To solve the problem of determining what volume of 90% alcohol by weight (with a density of 0.8 g/mL) is needed to prepare 80 mL of 10% alcohol by weight (with a density of 0.9 g/mL), we can follow these steps: ### Step 1: Understand the Given Information - We have two solutions: 1. **Solution A**: 90% alcohol by weight, density = 0.8 g/mL 2. **Solution B**: 10% alcohol by weight, density = 0.9 g/mL, volume = 80 mL ### Step 2: Calculate the Mass of Alcohol in Solution B To find the mass of alcohol in the 10% solution: - The percentage by weight means that in 100 g of solution, there are 10 g of alcohol. - For 80 mL of solution B, we first need to find its mass using its density. \[ \text{Mass of Solution B} = \text{Volume} \times \text{Density} = 80 \, \text{mL} \times 0.9 \, \text{g/mL} = 72 \, \text{g} \] Now, calculate the mass of alcohol in this solution: \[ \text{Mass of Alcohol in B} = 10\% \, \text{of} \, 72 \, \text{g} = \frac{10}{100} \times 72 = 7.2 \, \text{g} \] ### Step 3: Set Up the Equation for Solution A Let \( V \) be the volume of the 90% alcohol solution needed.
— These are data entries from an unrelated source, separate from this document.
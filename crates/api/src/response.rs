//! API response types.

use axum::{
    Json,
    http::StatusCode,
    response::{IntoResponse, Response},
};
use serde::Serialize;

/// Success envelope: `{ "ok": true, "data": ... }`.
///
/// Failures render through [`finboard_common::AppError`] instead.
#[derive(Debug, Serialize)]
pub struct ApiResponse<T: Serialize> {
    pub ok: bool,
    #[serde(skip_serializing_if = "Option::is_none")]
    pub data: Option<T>,
}

impl<T: Serialize> ApiResponse<T> {
    /// Create a success response.
    pub const fn ok(data: T) -> Self {
        Self {
            ok: true,
            data: Some(data),
        }
    }
}

impl ApiResponse<()> {
    /// Success without a payload.
    #[must_use]
    pub const fn empty() -> Self {
        Self {
            ok: true,
            data: None,
        }
    }
}

impl<T: Serialize> IntoResponse for ApiResponse<T> {
    fn into_response(self) -> Response {
        (StatusCode::OK, Json(self)).into_response()
    }
}
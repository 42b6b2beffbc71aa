//! Self-service account endpoints: profile, appeal, deletion and preferences.
//!
//! Everything except the nickname and notification settings stays reachable
//! while the account is suspended.

use axum::{
    Json, Router,
    extract::State,
    routing::{get, post},
};
use chrono::Utc;
use finboard_common::AppResult;
use finboard_core::AccountView;
use serde::Deserialize;

use crate::{
    extractors::AuthUser,
    middleware::{AppState, gated},
    response::ApiResponse,
};

/// Nickname change request.
#[derive(Debug, Deserialize)]
pub struct NicknameRequest {
    pub nickname: String,
}

/// Appeal request.
#[derive(Debug, Deserialize)]
#[serde(rename_all = "camelCase")]
pub struct AppealRequest {
    /// Defaults to the caller.
    #[serde(default)]
    pub user_id: Option<String>,
    pub appeal: String,
}

/// Notification preference request.
#[derive(Debug, Deserialize)]
pub struct NotificationsRequest {
    pub enabled: bool,
}

async fn me(user: AuthUser, State(state): State<AppState>) -> AppResult<ApiResponse<AccountView>> {
    Ok(ApiResponse::ok(state.lifecycle_service.me(user.id()).await?))
}

async fn change_nickname(
    user: AuthUser,
    State(state): State<AppState>,
    Json(req): Json<NicknameRequest>,
) -> AppResult<ApiResponse<AccountView>> {
    let updated = state
        .auth_service
        .change_nickname(user.id(), &req.nickname, Utc::now())
        .await?;
    Ok(ApiResponse::ok(updated.into()))
}

async fn file_appeal(
    user: AuthUser,
    State(state): State<AppState>,
    Json(req): Json<AppealRequest>,
) -> AppResult<ApiResponse<AccountView>> {
    let target = req.user_id.as_deref().unwrap_or(user.id());
    let updated = state
        .lifecycle_service
        .file_appeal(user.id(), target, &req.appeal, Utc::now())
        .await?;
    Ok(ApiResponse::ok(updated.into()))
}

async fn request_deletion(
    user: AuthUser,
    State(state): State<AppState>,
) -> AppResult<ApiResponse<AccountView>> {
    let updated = state
        .lifecycle_service
        .request_soft_delete(user.id(), Utc::now())
        .await?;
    Ok(ApiResponse::ok(updated.into()))
}

async fn cancel_deletion(
    user: AuthUser,
    State(state): State<AppState>,
) -> AppResult<ApiResponse<AccountView>> {
    let updated = state
        .lifecycle_service
        .cancel_soft_delete(user.id(), Utc::now())
        .await?;
    Ok(ApiResponse::ok(updated.into()))
}

async fn clear_reactivation_notice(
    user: AuthUser,
    State(state): State<AppState>,
) -> AppResult<ApiResponse<AccountView>> {
    let updated = state
        .lifecycle_service
        .clear_reactivation_notice(user.id())
        .await?;
    Ok(ApiResponse::ok(updated.into()))
}

async fn set_notifications(
    user: AuthUser,
    State(state): State<AppState>,
    Json(req): Json<NotificationsRequest>,
) -> AppResult<ApiResponse<AccountView>> {
    let updated = state
        .lifecycle_service
        .set_notifications(user.id(), req.enabled, Utc::now())
        .await?;
    Ok(ApiResponse::ok(updated.into()))
}

pub fn router(state: &AppState) -> Router<AppState> {
    let open = Router::new()
        .route("/me", get(me))
        .route("/appeal", post(file_appeal))
        .route("/delete", post(request_deletion))
        .route("/delete/cancel", post(cancel_deletion))
        .route("/reactivation-notice/clear", post(clear_reactivation_notice));

    let member = Router::new()
        .route("/nickname", post(change_nickname))
        .route("/notifications", post(set_notifications));

    open.merge(gated(state, member))
}
//! Admin endpoints: suspensions, account removal, the report queue and the inquiry desk.
//!
//! Handlers pass the caller through; the services re-read the admin role.

use axum::{
    Json, Router,
    extract::{Query, State},
    routing::{get, post},
};
use chrono::Utc;
use finboard_common::AppResult;
use finboard_core::{AccountView, AppealEntry, InquiryDetail, InquiryStats, ReportView};
use finboard_db::entities::{
    inquiry::{self, InquiryStatus},
    report::{self, ReportStatus},
};
use serde::{Deserialize, Serialize};

use crate::{
    extractors::AuthUser,
    middleware::{AppState, gated},
    response::ApiResponse,
};

/// Suspend user request.
#[derive(Debug, Deserialize)]
#[serde(rename_all = "camelCase")]
pub struct SuspendUserRequest {
    pub user_id: String,
    pub reason: String,
}

/// Request naming a single user.
#[derive(Debug, Deserialize)]
#[serde(rename_all = "camelCase")]
pub struct UserIdRequest {
    pub user_id: String,
}

/// Report queue query.
#[derive(Debug, Deserialize)]
pub struct ListReportsQuery {
    #[serde(default)]
    pub status: Option<ReportStatus>,
    #[serde(default = "default_limit")]
    pub limit: u64,
    #[serde(default)]
    pub offset: u64,
}

const fn default_limit() -> u64 {
    20
}

/// Request naming a single report.
#[derive(Debug, Deserialize)]
#[serde(rename_all = "camelCase")]
pub struct ReportIdRequest {
    pub report_id: String,
}

/// Queue badge response.
#[derive(Serialize)]
pub struct PendingCountResponse {
    pub pending: u64,
}

/// Inquiry list query.
#[derive(Debug, Deserialize)]
pub struct ListInquiriesQuery {
    #[serde(default)]
    pub status: Option<InquiryStatus>,
}

/// Answer inquiry request.
#[derive(Debug, Deserialize)]
#[serde(rename_all = "camelCase")]
pub struct AnswerInquiryRequest {
    pub inquiry_id: String,
    pub content: String,
}

// ==================== Users ====================

async fn suspend_user(
    admin: AuthUser,
    State(state): State<AppState>,
    Json(req): Json<SuspendUserRequest>,
) -> AppResult<ApiResponse<AccountView>> {
    let user = state
        .lifecycle_service
        .suspend(admin.id(), &req.user_id, &req.reason, Utc::now())
        .await?;
    state.suspension_cache.invalidate(&req.user_id).await;
    Ok(ApiResponse::ok(user.into()))
}

async fn unsuspend_user(
    admin: AuthUser,
    State(state): State<AppState>,
    Json(req): Json<UserIdRequest>,
) -> AppResult<ApiResponse<AccountView>> {
    let user = state
        .lifecycle_service
        .unsuspend(admin.id(), &req.user_id, Utc::now())
        .await?;
    state.suspension_cache.invalidate(&req.user_id).await;
    Ok(ApiResponse::ok(user.into()))
}

async fn delete_user(
    admin: AuthUser,
    State(state): State<AppState>,
    Json(req): Json<UserIdRequest>,
) -> AppResult<ApiResponse<()>> {
    state
        .lifecycle_service
        .admin_delete_user(admin.id(), &req.user_id)
        .await?;
    state.suspension_cache.invalidate(&req.user_id).await;
    Ok(ApiResponse::empty())
}

async fn list_appeals(
    admin: AuthUser,
    State(state): State<AppState>,
) -> AppResult<ApiResponse<Vec<AppealEntry>>> {
    let appeals = state
        .lifecycle_service
        .list_suspended_appeals(admin.id())
        .await?;
    Ok(ApiResponse::ok(appeals))
}

// ==================== Reports ====================

async fn list_reports(
    admin: AuthUser,
    State(state): State<AppState>,
    Query(query): Query<ListReportsQuery>,
) -> AppResult<ApiResponse<Vec<ReportView>>> {
    let reports = state
        .moderation_service
        .list_reports_with_targets(admin.id(), query.status, query.limit, query.offset)
        .await?;
    Ok(ApiResponse::ok(reports))
}

async fn pending_report_count(
    admin: AuthUser,
    State(state): State<AppState>,
) -> AppResult<ApiResponse<PendingCountResponse>> {
    let pending = state
        .moderation_service
        .count_pending_reports(admin.id())
        .await?;
    Ok(ApiResponse::ok(PendingCountResponse { pending }))
}

async fn resolve_report(
    admin: AuthUser,
    State(state): State<AppState>,
    Json(req): Json<ReportIdRequest>,
) -> AppResult<ApiResponse<report::Model>> {
    let report = state
        .moderation_service
        .resolve_report(admin.id(), &req.report_id, Utc::now())
        .await?;
    Ok(ApiResponse::ok(report))
}

async fn reject_report(
    admin: AuthUser,
    State(state): State<AppState>,
    Json(req): Json<ReportIdRequest>,
) -> AppResult<ApiResponse<report::Model>> {
    let report = state
        .moderation_service
        .reject_report(admin.id(), &req.report_id, Utc::now())
        .await?;
    Ok(ApiResponse::ok(report))
}

// ==================== Inquiries ====================

async fn list_inquiries(
    admin: AuthUser,
    State(state): State<AppState>,
    Query(query): Query<ListInquiriesQuery>,
) -> AppResult<ApiResponse<Vec<inquiry::Model>>> {
    let inquiries = state
        .inquiry_service
        .list_all_inquiries(admin.id(), query.status)
        .await?;
    Ok(ApiResponse::ok(inquiries))
}

async fn answer_inquiry(
    admin: AuthUser,
    State(state): State<AppState>,
    Json(req): Json<AnswerInquiryRequest>,
) -> AppResult<ApiResponse<InquiryDetail>> {
    let detail = state
        .inquiry_service
        .answer_inquiry(admin.id(), &req.inquiry_id, &req.content, Utc::now())
        .await?;
    Ok(ApiResponse::ok(detail))
}

async fn inquiry_stats(
    admin: AuthUser,
    State(state): State<AppState>,
) -> AppResult<ApiResponse<InquiryStats>> {
    Ok(ApiResponse::ok(
        state.inquiry_service.inquiry_stats(admin.id()).await?,
    ))
}

pub fn router(state: &AppState) -> Router<AppState> {
    let routes = Router::new()
        // Users
        .route("/users/suspend", post(suspend_user))
        .route("/users/unsuspend", post(unsuspend_user))
        .route("/users/delete", post(delete_user))
        .route("/appeals", get(list_appeals))
        // Reports
        .route("/reports", get(list_reports))
        .route("/reports/pending-count", get(pending_report_count))
        .route("/reports/resolve", post(resolve_report))
        .route("/reports/reject", post(reject_report))
        // Inquiries
        .route("/inquiries", get(list_inquiries))
        .route("/inquiries/answer", post(answer_inquiry))
        .route("/inquiries/stats", get(inquiry_stats));

    gated(state, routes)
}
The mass of alcohol in this solution can be calculated as follows: \[ \text{Mass of Solution A} = V \times 0.8 \, \text{g/mL} \] The mass of alcohol in solution A is: \[ \text{Mass of Alcohol in A} = 90\% \, \text{of} \, (\text{Mass of Solution A}) = 0.90 \times (V \times 0.8) = 0.72V \, \text{g} \] ### Step 4: Equate the Masses of Alcohol Since the mass of alcohol in both solutions must be equal: \[ 0.72V = 7.2 \] ### Step 5: Solve for \( V \) Now, we can solve for \( V \): \[ V = \frac{7.2}{0.72} = 10 \, \text{mL} \] ### Conclusion The volume of 90% alcohol by weight needed to prepare 80 mL of 10% alcohol by weight is **10 mL**.